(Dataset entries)
☆ ☆ ☆ ☆
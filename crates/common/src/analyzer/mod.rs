//! Text analysis service abstraction
//!
//! Review annotation and recommendation text both come from a hosted
//! text-generation service. This module provides:
//! - `TextGenerator`: one prompt in, one string out (OpenAI chat, HuggingFace inference)
//! - `Analyzer`: typed analysis of a single dimension plus recommendation text
//! - `MockAnalyzer`: deterministic keyword heuristics for local runs and tests
//!
//! Calls are bounded by the configured timeout and never retried.

mod mock;
mod prompts;

pub use mock::MockAnalyzer;
pub use prompts::{parse_reply, recommendation_prompt, analysis_prompt};

use crate::config::AnalyzerConfig;
use crate::db::{RecommendationKey, RecommendationKind};
use crate::errors::{AppError, Result};
use crate::metrics;
use crate::vocabulary::{Dimension, DimensionValue};
use async_trait::async_trait;
use serde::{Deserialize, Serialize};
use std::sync::Arc;
use std::time::{Duration, Instant};

/// Trait for prompt-to-text generation
#[async_trait]
pub trait TextGenerator: Send + Sync {
    /// Generate a reply for a single prompt
    async fn generate(&self, prompt: &str) -> Result<String>;

    /// Get the model name
    fn model_name(&self) -> &str;
}

/// Trait for review analysis
#[async_trait]
pub trait Analyzer: Send + Sync {
    /// Analyze exactly one dimension of a review text
    async fn analyze(&self, dimension: Dimension, text: &str) -> Result<DimensionValue>;

    /// Produce recommendation text for a (category, theme) key
    async fn recommend(&self, kind: RecommendationKind, key: &RecommendationKey) -> Result<String>;
}

fn http_client(timeout: Duration) -> Result<reqwest::Client> {
    reqwest::Client::builder()
        .timeout(timeout)
        .build()
        .map_err(|e| AppError::Configuration {
            message: format!("Failed to create HTTP client: {}", e),
        })
}

/// Map a transport error, keeping timeouts distinct
fn transport_error(service: &str, timeout: Duration, e: reqwest::Error) -> AppError {
    if e.is_timeout() {
        AppError::UpstreamTimeout {
            service: service.to_string(),
            timeout_ms: timeout.as_millis() as u64,
        }
    } else {
        AppError::Analyzer {
            message: format!("{} request failed: {}", service, e),
        }
    }
}

async fn check_status(service: &str, response: reqwest::Response) -> Result<reqwest::Response> {
    if response.status().is_success() {
        return Ok(response);
    }
    let status = response.status();
    let body = response.text().await.unwrap_or_default();
    Err(AppError::Analyzer {
        message: format!("{} API error {}: {}", service, status, body),
    })
}

/// OpenAI-compatible chat completion client
pub struct OpenAiGenerator {
    client: reqwest::Client,
    api_key: String,
    model: String,
    base_url: String,
    timeout: Duration,
}

#[derive(Serialize)]
struct ChatRequest<'a> {
    model: &'a str,
    messages: Vec<ChatMessage<'a>>,
    temperature: f32,
}

#[derive(Serialize)]
struct ChatMessage<'a> {
    role: &'a str,
    content: &'a str,
}

#[derive(Deserialize)]
struct ChatResponse {
    choices: Vec<ChatChoice>,
}

#[derive(Deserialize)]
struct ChatChoice {
    message: ChatReply,
}

#[derive(Deserialize)]
struct ChatReply {
    content: Option<String>,
}

impl OpenAiGenerator {
    pub fn new(
        api_key: String,
        model: String,
        base_url: Option<String>,
        timeout: Duration,
    ) -> Result<Self> {
        Ok(Self {
            client: http_client(timeout)?,
            api_key,
            model,
            base_url: base_url.unwrap_or_else(|| "https://api.openai.com/v1".to_string()),
            timeout,
        })
    }
}

#[async_trait]
impl TextGenerator for OpenAiGenerator {
    async fn generate(&self, prompt: &str) -> Result<String> {
        let url = format!("{}/chat/completions", self.base_url.trim_end_matches('/'));
        let request = ChatRequest {
            model: &self.model,
            messages: vec![ChatMessage { role: "user", content: prompt }],
            temperature: 0.2,
        };

        let response = self
            .client
            .post(&url)
            .bearer_auth(&self.api_key)
            .json(&request)
            .send()
            .await
            .map_err(|e| transport_error("openai", self.timeout, e))?;

        let result: ChatResponse = check_status("openai", response)
            .await?
            .json()
            .await
            .map_err(|e| AppError::Analyzer {
                message: format!("Failed to parse openai response: {}", e),
            })?;

        result
            .choices
            .into_iter()
            .next()
            .and_then(|c| c.message.content)
            .map(|s| s.trim().to_string())
            .filter(|s| !s.is_empty())
            .ok_or_else(|| AppError::Analyzer {
                message: "openai returned no content".to_string(),
            })
    }

    fn model_name(&self) -> &str {
        &self.model
    }
}

/// HuggingFace inference API client (text2text-generation)
pub struct HuggingFaceGenerator {
    client: reqwest::Client,
    api_key: String,
    model: String,
    base_url: String,
    timeout: Duration,
}

#[derive(Serialize)]
struct InferenceRequest<'a> {
    inputs: &'a str,
}

#[derive(Deserialize)]
struct Generated {
    generated_text: String,
}

#[derive(Deserialize)]
#[serde(untagged)]
enum InferenceResponse {
    List(Vec<Generated>),
    Single(Generated),
}

impl HuggingFaceGenerator {
    pub fn new(
        api_key: String,
        model: String,
        base_url: Option<String>,
        timeout: Duration,
    ) -> Result<Self> {
        Ok(Self {
            client: http_client(timeout)?,
            api_key,
            model,
            base_url: base_url
                .unwrap_or_else(|| "https://api-inference.huggingface.co/models".to_string()),
            timeout,
        })
    }
}

#[async_trait]
impl TextGenerator for HuggingFaceGenerator {
    async fn generate(&self, prompt: &str) -> Result<String> {
        let url = format!("{}/{}", self.base_url.trim_end_matches('/'), self.model);

        let response = self
            .client
            .post(&url)
            .bearer_auth(&self.api_key)
            .json(&InferenceRequest { inputs: prompt })
            .send()
            .await
            .map_err(|e| transport_error("huggingface", self.timeout, e))?;

        let result: InferenceResponse = check_status("huggingface", response)
            .await?
            .json()
            .await
            .map_err(|e| AppError::Analyzer {
                message: format!("Failed to parse huggingface response: {}", e),
            })?;

        let text = match result {
            InferenceResponse::List(items) => items.into_iter().next().map(|g| g.generated_text),
            InferenceResponse::Single(g) => Some(g.generated_text),
        };

        text.map(|s| s.trim().to_string())
            .filter(|s| !s.is_empty())
            .ok_or_else(|| AppError::Analyzer {
                message: "huggingface returned no generated_text".to_string(),
            })
    }

    fn model_name(&self) -> &str {
        &self.model
    }
}

/// Analyzer backed by text generators
pub struct LlmAnalyzer {
    analysis: Arc<dyn TextGenerator>,
    recommendations: Arc<dyn TextGenerator>,
}

impl LlmAnalyzer {
    pub fn new(analysis: Arc<dyn TextGenerator>, recommendations: Arc<dyn TextGenerator>) -> Self {
        Self { analysis, recommendations }
    }
}

#[async_trait]
impl Analyzer for LlmAnalyzer {
    async fn analyze(&self, dimension: Dimension, text: &str) -> Result<DimensionValue> {
        let start = Instant::now();
        let prompt = analysis_prompt(dimension, text);

        let outcome = match self.analysis.generate(&prompt).await {
            Ok(reply) => parse_reply(dimension, &reply),
            Err(e) => Err(e),
        };

        metrics::record_analysis(
            start.elapsed().as_secs_f64(),
            dimension.as_str(),
            self.analysis.model_name(),
            outcome.is_ok(),
        );

        outcome
    }

    async fn recommend(&self, kind: RecommendationKind, key: &RecommendationKey) -> Result<String> {
        let prompt = recommendation_prompt(kind, key);
        self.recommendations.generate(&prompt).await
    }
}

fn create_generator(
    config: &AnalyzerConfig,
    model: String,
    timeout: Duration,
) -> Result<Arc<dyn TextGenerator>> {
    let api_key = || {
        config.api_key.clone().filter(|k| !k.is_empty()).ok_or_else(|| AppError::Configuration {
            message: format!("analyzer.api_key is required for provider '{}'", config.provider),
        })
    };

    match config.provider.as_str() {
        "openai" => Ok(Arc::new(OpenAiGenerator::new(
            api_key()?,
            model,
            config.api_base.clone(),
            timeout,
        )?)),
        "huggingface" => Ok(Arc::new(HuggingFaceGenerator::new(
            api_key()?,
            model,
            config.api_base.clone(),
            timeout,
        )?)),
        other => Err(AppError::Configuration {
            message: format!("Unknown analyzer provider '{}'", other),
        }),
    }
}

/// Create an analyzer based on configuration
pub fn create_analyzer(config: &AnalyzerConfig) -> Result<Arc<dyn Analyzer>> {
    if config.provider == "mock" {
        tracing::warn!("Using mock analyzer, results are keyword heuristics");
        return Ok(Arc::new(MockAnalyzer::new()));
    }

    let timeout = Duration::from_secs(config.timeout_secs);
    let analysis = create_generator(config, config.model.clone(), timeout)?;
    let recommendations = match config.recommendation_model {
        Some(ref model) if model != &config.model => create_generator(config, model.clone(), timeout)?,
        _ => analysis.clone(),
    };

    tracing::info!(
        provider = %config.provider,
        model = %config.model,
        timeout_secs = config.timeout_secs,
        "Analyzer configured"
    );

    Ok(Arc::new(LlmAnalyzer::new(analysis, recommendations)))
}

#[cfg(test)]
mod tests {
    use super::*;
    use crate::vocabulary::{Priority, Sentiment};
    use std::sync::Mutex;

    /// Replays canned replies and records the prompts it saw
    struct Scripted {
        replies: Mutex<Vec<Result<String>>>,
        prompts: Mutex<Vec<String>>,
    }

    impl Scripted {
        fn new(replies: Vec<Result<String>>) -> Arc<Self> {
            Arc::new(Self {
                replies: Mutex::new(replies.into_iter().rev().collect()),
                prompts: Mutex::new(Vec::new()),
            })
        }
    }

    #[async_trait]
    impl TextGenerator for Scripted {
        async fn generate(&self, prompt: &str) -> Result<String> {
            self.prompts.lock().unwrap().push(prompt.to_string());
            self.replies.lock().unwrap().pop().unwrap_or_else(|| {
                Err(AppError::Analyzer { message: "script exhausted".into() })
            })
        }

        fn model_name(&self) -> &str {
            "scripted"
        }
    }

    #[tokio::test]
    async fn test_llm_analyzer_parses_legacy_labels() {
        let script = Scripted::new(vec![
            Ok("Негативный.".to_string()),
            Ok("Priority: Очень важный".to_string()),
        ]);
        let analyzer = LlmAnalyzer::new(script.clone(), script.clone());

        let sentiment = analyzer.analyze(Dimension::Sentiment, "Ужасная доставка").await.unwrap();
        assert_eq!(sentiment, DimensionValue::Sentiment(Sentiment::Negative));

        let priority = analyzer.analyze(Dimension::Priority, "Ужасная доставка").await.unwrap();
        assert_eq!(priority, DimensionValue::Priority(Priority::VeryImportant));

        let prompts = script.prompts.lock().unwrap();
        assert!(prompts[0].contains("Ужасная доставка"));
    }

    #[tokio::test]
    async fn test_unparseable_reply_is_an_error() {
        let script = Scripted::new(vec![Ok("I cannot tell".to_string())]);
        let analyzer = LlmAnalyzer::new(script.clone(), script);
        let err = analyzer.analyze(Dimension::Sentiment, "hmm").await.unwrap_err();
        assert!(matches!(err, AppError::Analyzer { .. }));
    }

    #[tokio::test]
    async fn test_generator_errors_pass_through() {
        let script = Scripted::new(vec![Err(AppError::UpstreamTimeout {
            service: "openai".into(),
            timeout_ms: 20_000,
        })]);
        let analyzer = LlmAnalyzer::new(script.clone(), script);
        let err = analyzer.analyze(Dimension::Theme, "text").await.unwrap_err();
        assert!(matches!(err, AppError::UpstreamTimeout { timeout_ms: 20_000, .. }));
    }

    #[test]
    fn test_factory_requires_key() {
        let config = AnalyzerConfig::default();
        assert!(matches!(create_analyzer(&config), Err(AppError::Configuration { .. })));

        let mock = AnalyzerConfig { provider: "mock".into(), ..AnalyzerConfig::default() };
        assert!(create_analyzer(&mock).is_ok());

        let unknown = AnalyzerConfig {
            provider: "carrier-pigeon".into(),
            api_key: Some("k".into()),
            ..AnalyzerConfig::default()
        };
        assert!(create_analyzer(&unknown).is_err());
    }
}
☆ ☆ ☆ ☆
TASK REQUIREMENTS:
Give back, verbatim, the lines from the top of the entries above through the line containing "keeping timeouts distinct".

ANSWER SPACE:
filename crates/common/src/analyzer/mod.rs
//! Text analysis service abstraction
//!
//! Review annotation and recommendation text both come from a hosted
//! text-generation service. This module provides:
//! - `TextGenerator`: one prompt in, one string out (OpenAI chat, HuggingFace inference)
//! - `Analyzer`: typed analysis of a single dimension plus recommendation text
//! - `MockAnalyzer`: deterministic keyword heuristics for local runs and tests
//!
//! Calls are bounded by the configured timeout and never retried.

mod mock;
mod prompts;

pub use mock::MockAnalyzer;
pub use prompts::{parse_reply, recommendation_prompt, analysis_prompt};

use crate::config::AnalyzerConfig;
use crate::db::{RecommendationKey, RecommendationKind};
use crate::errors::{AppError, Result};
use crate::metrics;
use crate::vocabulary::{Dimension, DimensionValue};
use async_trait::async_trait;
use serde::{Deserialize, Serialize};
use std::sync::Arc;
use std::time::{Duration, Instant};

/// Trait for prompt-to-text generation
#[async_trait]
pub trait TextGenerator: Send + Sync {
    /// Generate a reply for a single prompt
    async fn generate(&self, prompt: &str) -> Result<String>;

    /// Get the model name
    fn model_name(&self) -> &str;
}

/// Trait for review analysis
#[async_trait]
pub trait Analyzer: Send + Sync {
    /// Analyze exactly one dimension of a review text
    async fn analyze(&self, dimension: Dimension, text: &str) -> Result<DimensionValue>;

    /// Produce recommendation text for a (category, theme) key
    async fn recommend(&self, kind: RecommendationKind, key: &RecommendationKey) -> Result<String>;
}

fn http_client(timeout: Duration) -> Result<reqwest::Client> {
    reqwest::Client::builder()
        .timeout(timeout)
        .build()
        .map_err(|e| AppError::Configuration {
            message: format!("Failed to create HTTP client: {}", e),
        })
}

/// Map a transport error, keeping timeouts distinct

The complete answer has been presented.